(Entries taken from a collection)
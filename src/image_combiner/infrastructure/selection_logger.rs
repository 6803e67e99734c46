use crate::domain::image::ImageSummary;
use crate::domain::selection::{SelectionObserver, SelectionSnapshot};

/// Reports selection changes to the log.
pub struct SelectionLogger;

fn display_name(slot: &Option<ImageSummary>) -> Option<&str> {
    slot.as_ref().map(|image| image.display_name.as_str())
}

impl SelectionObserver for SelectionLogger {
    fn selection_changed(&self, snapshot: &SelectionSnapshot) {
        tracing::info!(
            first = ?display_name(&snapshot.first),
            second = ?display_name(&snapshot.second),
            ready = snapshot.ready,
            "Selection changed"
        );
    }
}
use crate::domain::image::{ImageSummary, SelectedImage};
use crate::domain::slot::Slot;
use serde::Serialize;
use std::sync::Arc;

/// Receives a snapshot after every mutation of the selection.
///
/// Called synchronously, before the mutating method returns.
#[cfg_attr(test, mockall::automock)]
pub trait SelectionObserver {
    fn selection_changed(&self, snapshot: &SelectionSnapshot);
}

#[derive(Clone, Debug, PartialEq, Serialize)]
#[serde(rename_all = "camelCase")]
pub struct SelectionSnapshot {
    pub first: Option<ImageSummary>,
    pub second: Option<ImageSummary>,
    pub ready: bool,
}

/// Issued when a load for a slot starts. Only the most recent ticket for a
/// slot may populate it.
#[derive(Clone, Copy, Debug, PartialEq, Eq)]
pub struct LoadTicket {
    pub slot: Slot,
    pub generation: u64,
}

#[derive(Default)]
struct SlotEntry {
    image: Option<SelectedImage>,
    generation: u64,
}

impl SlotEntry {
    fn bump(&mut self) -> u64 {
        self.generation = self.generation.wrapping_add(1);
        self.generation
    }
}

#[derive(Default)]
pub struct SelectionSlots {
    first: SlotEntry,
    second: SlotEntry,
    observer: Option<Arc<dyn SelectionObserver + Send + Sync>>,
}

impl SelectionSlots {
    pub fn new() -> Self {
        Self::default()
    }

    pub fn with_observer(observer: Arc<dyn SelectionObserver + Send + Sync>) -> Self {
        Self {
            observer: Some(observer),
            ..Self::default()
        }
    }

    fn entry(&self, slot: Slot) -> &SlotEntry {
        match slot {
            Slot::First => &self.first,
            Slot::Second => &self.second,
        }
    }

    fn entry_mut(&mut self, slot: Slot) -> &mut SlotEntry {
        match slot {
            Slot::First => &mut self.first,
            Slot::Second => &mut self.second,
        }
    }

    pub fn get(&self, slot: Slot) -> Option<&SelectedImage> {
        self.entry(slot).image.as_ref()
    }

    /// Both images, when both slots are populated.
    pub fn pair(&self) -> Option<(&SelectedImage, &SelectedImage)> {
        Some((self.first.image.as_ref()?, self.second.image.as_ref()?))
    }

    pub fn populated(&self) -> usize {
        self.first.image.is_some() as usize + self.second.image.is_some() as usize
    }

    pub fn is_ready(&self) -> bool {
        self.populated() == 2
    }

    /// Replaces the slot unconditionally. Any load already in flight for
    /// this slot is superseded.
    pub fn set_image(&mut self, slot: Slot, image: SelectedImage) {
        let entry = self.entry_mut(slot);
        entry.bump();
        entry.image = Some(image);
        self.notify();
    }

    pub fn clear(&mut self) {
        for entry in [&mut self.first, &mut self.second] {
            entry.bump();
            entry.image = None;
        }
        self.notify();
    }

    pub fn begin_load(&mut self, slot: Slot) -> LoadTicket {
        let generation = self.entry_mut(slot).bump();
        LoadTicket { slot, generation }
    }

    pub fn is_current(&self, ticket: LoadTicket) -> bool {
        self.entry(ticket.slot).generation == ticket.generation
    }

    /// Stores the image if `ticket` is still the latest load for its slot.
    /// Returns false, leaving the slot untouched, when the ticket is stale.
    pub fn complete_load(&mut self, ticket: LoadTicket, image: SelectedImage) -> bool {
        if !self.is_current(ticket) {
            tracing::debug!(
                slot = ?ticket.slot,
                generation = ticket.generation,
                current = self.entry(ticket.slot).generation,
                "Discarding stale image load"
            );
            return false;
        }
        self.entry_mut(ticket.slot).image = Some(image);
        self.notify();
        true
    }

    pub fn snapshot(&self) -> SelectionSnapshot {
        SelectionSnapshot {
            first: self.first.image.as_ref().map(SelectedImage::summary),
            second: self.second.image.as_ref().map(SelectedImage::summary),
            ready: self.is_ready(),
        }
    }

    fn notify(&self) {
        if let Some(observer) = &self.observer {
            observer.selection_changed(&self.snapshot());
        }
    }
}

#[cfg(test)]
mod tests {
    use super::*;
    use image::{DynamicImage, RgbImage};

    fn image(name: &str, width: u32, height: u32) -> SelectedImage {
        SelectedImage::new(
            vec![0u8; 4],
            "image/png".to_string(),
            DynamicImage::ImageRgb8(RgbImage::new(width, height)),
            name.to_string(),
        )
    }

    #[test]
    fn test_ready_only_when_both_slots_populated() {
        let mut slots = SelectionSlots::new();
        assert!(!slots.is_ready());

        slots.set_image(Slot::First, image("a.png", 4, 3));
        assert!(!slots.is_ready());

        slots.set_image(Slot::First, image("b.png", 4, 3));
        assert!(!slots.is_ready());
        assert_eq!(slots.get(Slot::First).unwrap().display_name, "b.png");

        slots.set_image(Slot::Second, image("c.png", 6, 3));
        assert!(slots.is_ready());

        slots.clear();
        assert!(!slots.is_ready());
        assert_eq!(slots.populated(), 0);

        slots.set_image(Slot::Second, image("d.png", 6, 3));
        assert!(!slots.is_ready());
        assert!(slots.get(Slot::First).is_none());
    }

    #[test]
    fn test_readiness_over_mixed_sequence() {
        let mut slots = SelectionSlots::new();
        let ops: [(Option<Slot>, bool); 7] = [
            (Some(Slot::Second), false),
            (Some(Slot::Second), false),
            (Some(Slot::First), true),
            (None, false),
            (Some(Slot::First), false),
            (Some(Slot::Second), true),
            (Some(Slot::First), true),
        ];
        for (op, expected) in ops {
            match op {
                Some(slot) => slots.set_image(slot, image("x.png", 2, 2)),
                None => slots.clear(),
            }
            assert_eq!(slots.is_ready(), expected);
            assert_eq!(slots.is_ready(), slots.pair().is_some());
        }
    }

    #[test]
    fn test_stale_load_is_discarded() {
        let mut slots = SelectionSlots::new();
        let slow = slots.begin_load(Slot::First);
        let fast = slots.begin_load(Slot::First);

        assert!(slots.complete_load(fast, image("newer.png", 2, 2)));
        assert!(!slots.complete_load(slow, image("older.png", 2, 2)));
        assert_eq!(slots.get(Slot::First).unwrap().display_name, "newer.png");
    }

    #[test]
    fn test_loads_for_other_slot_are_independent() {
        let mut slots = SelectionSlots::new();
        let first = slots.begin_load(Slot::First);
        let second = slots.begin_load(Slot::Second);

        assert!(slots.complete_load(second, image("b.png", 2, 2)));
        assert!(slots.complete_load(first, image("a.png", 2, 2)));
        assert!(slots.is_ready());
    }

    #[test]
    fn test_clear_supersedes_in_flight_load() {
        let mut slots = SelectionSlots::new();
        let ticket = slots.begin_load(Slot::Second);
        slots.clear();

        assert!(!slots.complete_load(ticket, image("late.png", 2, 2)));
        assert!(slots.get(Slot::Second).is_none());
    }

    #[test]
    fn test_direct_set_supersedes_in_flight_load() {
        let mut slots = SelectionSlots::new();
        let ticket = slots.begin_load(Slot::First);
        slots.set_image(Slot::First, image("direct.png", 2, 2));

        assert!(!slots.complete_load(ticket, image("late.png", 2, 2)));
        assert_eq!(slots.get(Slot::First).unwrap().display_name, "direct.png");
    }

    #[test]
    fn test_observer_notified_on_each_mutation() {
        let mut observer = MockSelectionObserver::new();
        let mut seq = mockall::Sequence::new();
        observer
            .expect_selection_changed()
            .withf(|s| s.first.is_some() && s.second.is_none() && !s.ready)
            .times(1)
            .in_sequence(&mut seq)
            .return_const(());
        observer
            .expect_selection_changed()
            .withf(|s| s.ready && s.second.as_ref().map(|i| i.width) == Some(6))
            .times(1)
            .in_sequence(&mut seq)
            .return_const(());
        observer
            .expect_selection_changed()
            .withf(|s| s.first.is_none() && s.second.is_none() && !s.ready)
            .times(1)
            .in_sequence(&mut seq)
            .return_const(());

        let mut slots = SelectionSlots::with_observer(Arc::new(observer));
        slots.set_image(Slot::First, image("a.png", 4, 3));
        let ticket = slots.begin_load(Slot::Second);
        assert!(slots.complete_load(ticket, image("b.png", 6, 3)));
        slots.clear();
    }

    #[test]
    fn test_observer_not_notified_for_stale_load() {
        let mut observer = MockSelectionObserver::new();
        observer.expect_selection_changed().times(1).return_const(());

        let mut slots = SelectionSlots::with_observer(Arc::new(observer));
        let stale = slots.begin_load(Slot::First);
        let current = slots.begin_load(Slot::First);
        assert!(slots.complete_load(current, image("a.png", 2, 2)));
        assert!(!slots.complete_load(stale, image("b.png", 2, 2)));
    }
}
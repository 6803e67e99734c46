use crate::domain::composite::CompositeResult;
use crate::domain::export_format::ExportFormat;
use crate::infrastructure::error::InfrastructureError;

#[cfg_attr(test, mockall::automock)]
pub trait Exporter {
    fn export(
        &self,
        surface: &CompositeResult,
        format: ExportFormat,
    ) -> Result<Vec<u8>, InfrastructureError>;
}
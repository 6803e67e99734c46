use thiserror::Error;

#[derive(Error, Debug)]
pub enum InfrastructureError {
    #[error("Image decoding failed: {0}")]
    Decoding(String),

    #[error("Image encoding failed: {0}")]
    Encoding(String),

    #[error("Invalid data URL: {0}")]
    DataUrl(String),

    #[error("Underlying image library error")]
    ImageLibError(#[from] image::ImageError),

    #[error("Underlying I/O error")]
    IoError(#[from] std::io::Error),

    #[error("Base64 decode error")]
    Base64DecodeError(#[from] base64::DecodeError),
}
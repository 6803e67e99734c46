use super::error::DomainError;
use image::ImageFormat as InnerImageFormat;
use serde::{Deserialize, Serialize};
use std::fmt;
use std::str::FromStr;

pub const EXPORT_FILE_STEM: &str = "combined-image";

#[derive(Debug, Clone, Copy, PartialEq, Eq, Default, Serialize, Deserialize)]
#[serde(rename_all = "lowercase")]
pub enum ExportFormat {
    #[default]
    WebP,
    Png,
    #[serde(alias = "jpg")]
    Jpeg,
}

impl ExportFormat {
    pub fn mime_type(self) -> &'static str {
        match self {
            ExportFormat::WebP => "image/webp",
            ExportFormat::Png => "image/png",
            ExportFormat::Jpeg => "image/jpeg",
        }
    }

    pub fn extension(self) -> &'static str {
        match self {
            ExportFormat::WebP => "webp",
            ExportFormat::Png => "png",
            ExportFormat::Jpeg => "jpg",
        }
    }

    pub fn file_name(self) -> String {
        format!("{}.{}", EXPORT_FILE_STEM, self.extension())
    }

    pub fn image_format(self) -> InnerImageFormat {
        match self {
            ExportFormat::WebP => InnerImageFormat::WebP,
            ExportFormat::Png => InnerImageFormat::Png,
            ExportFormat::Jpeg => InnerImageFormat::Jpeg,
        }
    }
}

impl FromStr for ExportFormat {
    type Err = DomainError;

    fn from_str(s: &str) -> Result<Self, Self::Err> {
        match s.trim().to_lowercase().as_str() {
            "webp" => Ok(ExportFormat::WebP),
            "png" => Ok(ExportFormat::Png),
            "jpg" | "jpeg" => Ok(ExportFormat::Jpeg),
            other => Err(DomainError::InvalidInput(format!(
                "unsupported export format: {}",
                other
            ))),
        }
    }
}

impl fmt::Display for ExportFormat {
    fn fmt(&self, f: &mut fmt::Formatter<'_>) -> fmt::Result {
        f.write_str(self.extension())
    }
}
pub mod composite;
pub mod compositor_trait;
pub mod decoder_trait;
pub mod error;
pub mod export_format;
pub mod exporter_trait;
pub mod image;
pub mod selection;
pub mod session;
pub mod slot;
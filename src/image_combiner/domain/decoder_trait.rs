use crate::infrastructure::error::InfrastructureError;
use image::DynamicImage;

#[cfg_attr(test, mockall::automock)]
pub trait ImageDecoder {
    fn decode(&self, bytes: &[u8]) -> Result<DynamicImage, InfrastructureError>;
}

■ **EXERCISE**:
What is needed is a count of the lines in the data that contain the word "generation"; please give it and no other words.

■ **ANSWER BOX**:
9